Genocidio

por RODOLFO WINDHAUSEN

Especial para «Río Negro»

El artículo del Dr. Pedro Navarro Floria pone el acento en uno de los temas que más polémicas ha despertado en la historiografía argentina: la cuestión del genocidio de los pueblos indígenas de la Patagonia en la (mal) llamada Campaña del Desierto. El concepto mismo de genocidio es una noción jurídica contemporánea. Apareció poco después de la Segunda Guerra Mundial, al conocerse en detalle las atrocidades cometidas por los nazis contra judíos, gitanos, eslavos y otras personas. Fue incorporado a la Convención para la Prevención y Sanción del Delito de Genocidio, adoptada por la ONU en 1948, y reaparece en otros documentos posteriores de Naciones Unidas hasta nuestros días.

Los historiadores que se oponen a aplicar la noción de genocidio –muchos en la Argentina– al caso de los indígenas patagónicos aducen precisamente que el concepto es una idea moderna y por lo tanto no sería aplicable a esa feroz campaña a fines del siglo XIX. Argumento tan falaz como querer negar que la esclavitud de indios y negros era una barbaridad aun antes de haber sido condenada en documentos y tratados internacionales.
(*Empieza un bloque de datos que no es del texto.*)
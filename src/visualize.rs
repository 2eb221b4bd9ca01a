use std::collections::HashMap;
use std::fmt::{Result as FmtResult, Write as FmtWrite};

use nalgebra::Point2;
use petgraph::graph::{NodeIndex, UnGraph};
use petgraph::prelude::EdgeRef;

use crate::{BondOrder, Element, Fragment, NodeId, Symbol, Wedge};

/// A fragment node as the receiving drawing sees it.
#[derive(Debug, Clone, PartialEq)]
pub struct Atom {
    pub symbol: Symbol,
    pub charge: i32,
    pub position: Point2<f64>,
}

#[derive(Debug, Clone, Copy, PartialEq, Eq)]
pub struct Bond {
    pub order: BondOrder,
    pub wedge: Wedge,
    /// Closes a ring rather than following a parent-child link.
    pub ring_closure: bool,
}

pub type FragmentGraph = UnGraph<Atom, Bond>;

impl Fragment {
    /// Flatten the tree into an undirected graph: one edge per parent-child
    /// link plus one per ring closure. Node indices follow the pre-order walk.
    pub fn to_graph(&self) -> FragmentGraph {
        let mut graph = FragmentGraph::default();
        let mut indices: HashMap<NodeId, NodeIndex> = HashMap::new();

        for (parent, id) in self.walk() {
            let node = self.node(id);
            let index = graph.add_node(Atom {
                symbol: node.symbol,
                charge: node.charge,
                position: node.suggested_position,
            });
            indices.insert(id, index);

            if let Some(parent) = parent.and_then(|parent| indices.get(&parent)) {
                graph.add_edge(
                    *parent,
                    index,
                    Bond {
                        order: node.order_to_parent,
                        wedge: node.wedge_to_parent,
                        ring_closure: false,
                    },
                );
            }
        }

        for (_, id) in self.walk() {
            let Some(ring) = self.node(id).ring_bond else {
                continue;
            };
            if let (Some(from), Some(to)) = (indices.get(&id), indices.get(&ring.target)) {
                graph.add_edge(
                    *from,
                    *to,
                    Bond {
                        order: ring.order,
                        wedge: Wedge::None,
                        ring_closure: true,
                    },
                );
            }
        }
        graph
    }

    /// Graphviz source for the fragment, pinned to its suggested coordinates.
    pub fn to_dot(&self) -> String {
        let mut out = String::new();
        // Writing into a String cannot fail.
        let _ = write_dot(&self.to_graph(), &mut out);
        out
    }
}

/// Write `graph` as a `neato` graph. Double and triple bonds are drawn as
/// parallel edges.
pub fn write_dot<W: FmtWrite>(graph: &FragmentGraph, out: &mut W) -> FmtResult {
    writeln!(out, "graph Fragment {{")?;
    writeln!(out, "    layout=neato;")?;
    writeln!(out, "    multiedge=true;")?;

    for index in graph.node_indices() {
        let atom = &graph[index];
        writeln!(
            out,
            "    {} [label=\"{}\", pos=\"{:.3},{:.3}!\", fontcolor=white, shape=circle, style=filled, fillcolor={}];",
            index.index(),
            atom_label(atom),
            atom.position.x,
            atom.position.y,
            symbol_color(atom.symbol),
        )?;
    }

    for edge in graph.edge_references() {
        let bond = edge.weight();
        for _ in 0..bond.order.order() {
            writeln!(
                out,
                "    {} -- {} [style={}, penwidth=2.0{}];",
                edge.source().index(),
                edge.target().index(),
                wedge_style(bond.wedge),
                if bond.ring_closure { ", color=purple" } else { "" },
            )?;
        }
    }

    writeln!(out, "}}")
}

fn atom_label(atom: &Atom) -> String {
    match atom.charge {
        0 => atom.symbol.to_string(),
        1 => format!("{}+", atom.symbol),
        -1 => format!("{}-", atom.symbol),
        charge => format!("{}{:+}", atom.symbol, charge),
    }
}

fn symbol_color(symbol: Symbol) -> &'static str {
    use Element::*;
    match symbol {
        Symbol::Atom(C) => "black",
        Symbol::Atom(H) => "gray",
        Symbol::Atom(O) => "red",
        Symbol::Atom(N) => "blue",
        Symbol::Atom(Cl) => "darkgreen",
        Symbol::Atom(Br) => "brown",
        Symbol::Atom(F) => "pink",
        Symbol::Atom(S) => "yellow",
        Symbol::Atom(P) => "orange",
        Symbol::Atom(I) => "purple",
        Symbol::Atom(B) => "salmon",
        Symbol::Placeholder => "white",
    }
}

fn wedge_style(wedge: Wedge) -> &'static str {
    match wedge {
        Wedge::None => "solid",
        Wedge::Wedge => "bold",
        Wedge::Dash => "dashed",
    }
}
impl Resolver {
    pub fn new(config: ResolverConfig) -> Self {
        Self { config }
    }

    pub fn config(&self) -> &ResolverConfig {
        &self.config
    }

    /// Resolve `token` with every rule, including the greedy split.
    pub fn resolve(&self, token: &str) -> Result<Resolution, ResolveError> {
        self.resolve_with(token, false)
    }

    /// Resolve `token`; with `token_only` set, the token must be recognized as
    /// a whole and is never split.
    pub fn resolve_with(&self, token: &str, token_only: bool) -> Result<Resolution, ResolveError> {
        let mut session = Session::new(self.config, token);
        match session.resolve(token, token_only) {
            Ok(fragment) => {
                let resolution = Resolution::from(fragment);
                match resolution.fragment() {
                    Some(fragment) => debug!("Resolved {} as {}", token, fragment),
                    None => debug!("No rule matches {}", token),
                }
                Ok(resolution)
            }
            Err(Abort::StepLimit) => {
                warn!(
                    "Gave up on {} after {} resolution steps",
                    token, self.config.max_steps
                );
                Ok(Resolution::NoMatch)
            }
            Err(Abort::Fatal(err)) => {
                warn!("{}", err);
                Err(err)
            }
        }
    }

    /// Resolve `token` and prepare the result for merging into a drawing:
    /// explicit hydrogens are dropped and schematic coordinates are laid out,
    /// as configured.
    pub fn interpret(&self, token: &str) -> Result<Resolution, ResolveError> {
        Ok(self.resolve(token)?.map(|mut fragment| {
            if self.config.strip_hydrogens {
                fragment.strip_implicit_hydrogens();
            }
            if self.config.generate_coordinates {
                fragment.generate_coordinates();
            }
            fragment
        }))
    }
}

lazy_static! {
    static ref DEFAULT_RESOLVER: Resolver = Resolver::default();
}

/// Resolve `token` with the default configuration.
pub fn resolve(token: &str) -> Result<Resolution, ResolveError> {
    DEFAULT_RESOLVER.resolve(token)
}

/// Resolve, strip and lay out `token` with the default configuration.
pub fn interpret(token: &str) -> Result<Resolution, ResolveError> {
    DEFAULT_RESOLVER.interpret(token)
}

pub(crate) enum Abort {
    StepLimit,
    Fatal(ResolveError),
}

pub(crate) type Step = Result<Option<Fragment>, Abort>;

/// State of one top-level resolution: the step budget is shared by every
/// recursive call made on behalf of `token`.
pub(crate) struct Session {
    config: ResolverConfig,
    steps: usize,
    token: String,
}

impl Session {
    fn new(config: ResolverConfig, token: &str) -> Self {
        Self {
            config,
            steps: 0,
            token: token.to_string(),
        }
    }

    fn resolve(&mut self, token: &str, token_only: bool) -> Step {
        self.steps += 1;
        if self.steps > self.config.max_steps {
            return Err(Abort::StepLimit);
        }

        if let Some(units) = aliphatic_run(token) {
            trace!("{} is an aliphatic run of {}", token, units);
            return Ok(Some(aliphatic_chain(units)));
        }

        if let Some(rule) = groups::lookup(token) {
            trace!("{} matches the {} group", token, rule.name);
            return (rule.build)(self);
        }

        if let Some(group) = group_repeat(token) {
            if group.nitrogen {
                let rewritten = format!("N({}){}", group.inner, group.digits);
                trace!("Reading {} as {}", token, rewritten);
                return self.resolve(&rewritten, false);
            }
            if let Some(pseudo) = self.expand_group(group.inner, group.count())? {
                return Ok(Some(pseudo));
            }
        }

        if let Some(element) = accepted_element(token) {
            let node = FragmentNode::new(element).with_terminal(element.is_halogen());
            return Ok(Some(Fragment::new(node)));
        }

        if let Some((name, rewritten)) = normalize::rewrite(token) {
            if rewritten == token {
                warn!("Rewrite {} leaves {} unchanged", name, token);
                return Ok(None);
            }
            trace!("Rewrote {} to {} ({})", token, rewritten, name);
            // A candidate prefix stays unsplit through its rewrites.
            return self.resolve(&rewritten, token_only);
        }

        if let Some(count) = positive_integer(token) {
            if count <= self.config.max_repeat {
                return Ok(Some(Fragment::repeat(count)));
            }
            debug!("Repeat count {} is out of range", count);
        }

        if token_only {
            return Ok(None);
        }
        self.split(token)
    }

    /// `n` independent copies of `inner` under a pseudo node. Every copy has
    /// to resolve to a real node, otherwise the whole group is rejected.
    fn expand_group(&mut self, inner: &str, count: Option<usize>) -> Step {
        let Some(count) = count.filter(|count| (1..=self.config.max_group_repeat).contains(count)) else {
            debug!("Group ({}) has no usable count", inner);
            return Ok(None);
        };

        let mut group = Fragment::pseudo();
        for _ in 0..count {
            match self.resolve(inner, false)? {
                Some(unit) if unit.root_node().is_real() => self.join(&mut group, unit)?,
                _ => {
                    debug!("Group ({}) does not resolve to a real unit", inner);
                    return Ok(None);
                }
            }
        }
        Ok(Some(group))
    }

    /// Longest recognizable prefix first; a prefix whose remainder does not
    /// resolve gives way to the next shorter one.
    fn split(&mut self, token: &str) -> Step {
        let cuts: Vec<usize> = token.char_indices().skip(1).map(|(i, _)| i).collect();
        for cut in cuts.into_iter().rev() {
            let (prefix, suffix) = token.split_at(cut);
            let Some(mut parent) = self.resolve(prefix, true)? else {
                continue;
            };
            if let Some(child) = self.resolve(suffix, false)? {
                debug!("Split {} into {} + {}", token, prefix, suffix);
                self.join(&mut parent, child)?;
                return Ok(Some(parent));
            }
        }
        Ok(None)
    }

    /// Resolve `token` on the full path, as table entries that are defined
    /// in terms of other entries do.
    pub(crate) fn delegate(&mut self, token: &str) -> Step {
        self.resolve(token, false)
    }

    /// Resolve both tokens and attach the second to the first.
    pub(crate) fn combine(&mut self, parent: &str, child: &str) -> Step {
        let (Some(mut parent), Some(child)) = (self.delegate(parent)?, self.delegate(child)?) else {
            return Ok(None);
        };
        self.join(&mut parent, child)?;
        Ok(Some(parent))
    }

    pub(crate) fn join(&mut self, parent: &mut Fragment, child: Fragment) -> Result<(), Abort> {
        parent.attach(child).map_err(|source| {
            Abort::Fatal(ResolveError::StructuralContradiction {
                token: self.token.clone(),
                source,
            })
        })
    }
}

fn accepted_element(token: &str) -> Option<Element> {
    let upper = token.to_uppercase();
    ACCEPTED_ELEMENTS
        .iter()
        .copied()
        .find(|element| element.symbol() == token || element.symbol() == upper)
}

/// A straight carbon chain whose two ends are recorded on the root.
fn aliphatic_chain(units: usize) -> Fragment {
    let mut chain = Fragment::atom(Element::C);
    let root = chain.root();
    let tail = chain.push_chain(
        root,
        (1..units).map(|i| FragmentNode::new(Element::C).with_theta_offset(i % 2)),
    );
    chain.set_branch_ends(root, tail);
    chain
}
Quedarían así borrados, de un plumazo, los argumentos de quienes como Fray Bartolomé de las Casas se opusieron a ella por razones morales mucho antes de que existiera la ONU.

Es cierto que para juzgar la historia se debe procurar la comprensión de los argumentos morales y jurídicos que sustentaron determinada actitud en el período que se analiza. Pero llevar esa premisa al extremo tiene consecuencias absurdas, porque despojaría de culpa alguna a quienes condenaron a Galileo, a los inquisidores y a las hordas bárbaras que invadieron Occidente. Ciertos principios morales tienen vigencia más allá de las circunstancias temporales que pretendan justificarlos.

De lo contrario, sería imposible sacar conclusiones de la historia misma. Si se siguiera el criterio de esos historiadores argentinos que quieren justificar la Campaña del Desierto con la necesidad de expansión del «lebensraum» nacional, Roca, Mansilla y sus secuaces quedarían exentos de la culpa que les imponía la ética más elemental ya vigente en su tiempo. (Y Adolfo Hitler vendría a ser un santo varón que con su «solución final» sólo pretendía librar a Alemania y al mundo de los judíos y otras «razas inferiores»).

En el fondo de esta cuestión yace esa idolatría insólita por ciertos «próceres» que ha consagrado la historiografía argentina y que han adquirido, por la prédica de historiadores miopes, una condición de intocables de bronce.

Solamente con aplicar los principios morales (cristianos o laicos) de la época a la Campaña del Desierto queda claro que no es posible eximir de responsabilidad a los autores de esa movilización militar genocida contra los indios patagónicos. Y ello es así no por razones de sentimentalismo folclórico, sino precisamente porque se trata de principios éticos que debieron haber sido ineludibles para los que de esa matanza fueron responsables.

Francia, país que no se caracteriza por su sinceridad en materia histórica, acaba de reconocer su papel en la esclavitud de negros africanos y ha instituido el 10 de mayo como día de arrepentimiento por su intervención en el tráfico de esas personas a las Américas. Y Alemania ya reconoció hace unos años su triste papel en el Holocausto y pidió un histórico perdón a Israel y a los judíos.

Es hora de que la Argentina deje de honrar mitos como el de su «blancura» y admita, sin ambages, que la Campaña del Desierto, lejos de ser un episodio épico digno de alabanza, fue una atrocidad para la que no hace falta aplicar los principios de la Convención de la ONU. Como bien lo afirma Navarro Floria, en el caso de los indios patagónicos, la otra reacción posible «es leer inteligentemente la historia y la sociedad, escucharlos, comprender sus razones y caminar juntos los caminos de la memoria, de la justicia y de la paz». Y aceptar que en esta materia, los argentinos tienen una obligación moral pendiente: la de sincerarse con su pasado.